Abalone has shown up as a costly special offering maybe twice in the six years that Todd Torgerson has been head chef at Scott's Seafood in Sacramento, he said.

A reopened commercial market could lower the price, now going for $70 a pound commercially, he said, but it might not get down to the halibut price of $12 to $15 a pound.

If the price drops, it would be an easy sale, he said. "A lot of people enjoy it. It's an intriguing dish," he said.

A veteran abalone diver who works at Dolphin Scuba Diving Center in Sacramento questions opening a commercial fishery so soon.

"I want it to stay closed so the abalone can replenish on a widespread basis, so the whole area can open up, not just one island," said Jason Schmitz, who has been abalone-diving for 10 years.

Schmitz, 42, found marine gold when he pried open an abalone and discovered a rare pearl, which he had made into jewelry.

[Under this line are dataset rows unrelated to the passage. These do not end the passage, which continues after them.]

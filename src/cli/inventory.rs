//! Snapshot, metrics and hydrate commands

use std::path::Path;
use std::sync::Arc;

use chrono::{DateTime, Utc};
use colored::Colorize;

use crate::cli::{CommandContext, GlobalOptions, OutputFormat, ReadArgs};
use crate::output::display::{MetricDisplay, RowDisplay};
use crate::output::formatters::{format_captured_at, freshness_label};
use crate::output;
use k3sync::metrics::InventoryRow;
use k3sync::{CacheSnapshot, Error, GroupMetric, Result, aggregate_by_group, inventory_rows};

/// Read a snapshot the way `read` asks; never fails
async fn read_snapshot(ctx: &CommandContext, read: ReadArgs) -> Arc<CacheSnapshot> {
    if read.goes_remote() {
        ctx.cache.get_or_stale(read.force).await
    } else {
        ctx.cache.get_snapshot().await
    }
}

fn print_header(snapshot: &CacheSnapshot, format: OutputFormat) {
    if format == OutputFormat::Table {
        println!(
            "Snapshot captured {} ({})",
            format_captured_at(snapshot.captured_at).bold(),
            freshness_label(snapshot.captured_at)
        );
    }
}

/// Print the inventory table of the current snapshot
pub async fn snapshot(opts: &GlobalOptions, read: ReadArgs) -> Result<()> {
    let ctx = CommandContext::new(opts)?;
    let snapshot = read_snapshot(&ctx, read).await;

    print_header(&snapshot, ctx.format);
    let rows = inventory_rows(&snapshot.records);
    output::print::<InventoryRow, RowDisplay>(&rows, ctx.format)
}

/// Print per-group tonnage of the current snapshot
pub async fn metrics(opts: &GlobalOptions, read: ReadArgs) -> Result<()> {
    let ctx = CommandContext::new(opts)?;
    let snapshot = read_snapshot(&ctx, read).await;

    print_header(&snapshot, ctx.format);
    let metrics = aggregate_by_group(&snapshot.records, &ctx.config.warehouses);
    output::print::<GroupMetric, MetricDisplay>(&metrics, ctx.format)
}

/// Seed every cache layer from a JSON export
pub async fn hydrate(opts: &GlobalOptions, file: &Path, captured_at: Option<&str>) -> Result<()> {
    let bytes = tokio::fs::read(file).await?;
    let imported = CacheSnapshot::from_import(&bytes)?;
    let captured_at = match captured_at {
        Some(raw) => parse_captured_at(raw)?,
        None => imported.captured_at,
    };

    let ctx = CommandContext::new(opts)?;
    let count = imported.records.len();
    let hydrated = ctx.cache.hydrate(imported.records, Some(captured_at)).await;

    match ctx.format {
        OutputFormat::Json => {
            let json = serde_json::json!({
                "hydrated": hydrated,
                "records": count,
                "updatedAt": captured_at.timestamp_millis(),
            });
            println!("{}", serde_json::to_string_pretty(&json)?);
        }
        OutputFormat::Table => {
            if hydrated {
                println!(
                    "{} Hydrated cache with {} records captured {}",
                    "✓".green(),
                    count,
                    format_captured_at(captured_at)
                );
            } else {
                println!(
                    "{} {} has no records; cache left unchanged",
                    "○".dimmed(),
                    file.display()
                );
            }
        }
    }
    Ok(())
}

/// Parse an RFC 3339 timestamp or epoch milliseconds
fn parse_captured_at(raw: &str) -> Result<DateTime<Utc>> {
    if let Ok(dt) = DateTime::parse_from_rfc3339(raw) {
        return Ok(dt.with_timezone(&Utc));
    }
    raw.parse::<i64>()
        .ok()
        .and_then(DateTime::from_timestamp_millis)
        .ok_or_else(|| Error::Other(format!("Invalid capture time `{}`", raw)))
}

#[cfg(test)]
mod tests {
    use super::*;

    #[test]
    fn test_parse_captured_at_rfc3339() {
        let dt = parse_captured_at("2025-01-15T12:00:00+08:00").unwrap();
        assert_eq!(dt.timestamp_millis(), 1_736_913_600_000);
    }

    #[test]
    fn test_parse_captured_at_millis() {
        let dt = parse_captured_at("1736942400000").unwrap();
        assert_eq!(dt.timestamp_millis(), 1_736_942_400_000);
    }

    #[test]
    fn test_parse_captured_at_invalid() {
        assert!(parse_captured_at("yesterday").is_err());
    }
}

Schmitz also is blessed by the sport in another way: He has access to a cabin on a private cove along the North Coast where he can reap his daily catch in 15 minutes, he said.

Apple, the other diver, isn't quite that lucky, but he does try to outreach the hordes by using an inflatable boat at times.

For a man who gets "frothy at the mouth" on the opening day of abalone season in April, Apple is concerned about any narrowing opportunities and supports conservation measures.

"I don't want to see it to the point where my grandchildren can't go out," he said.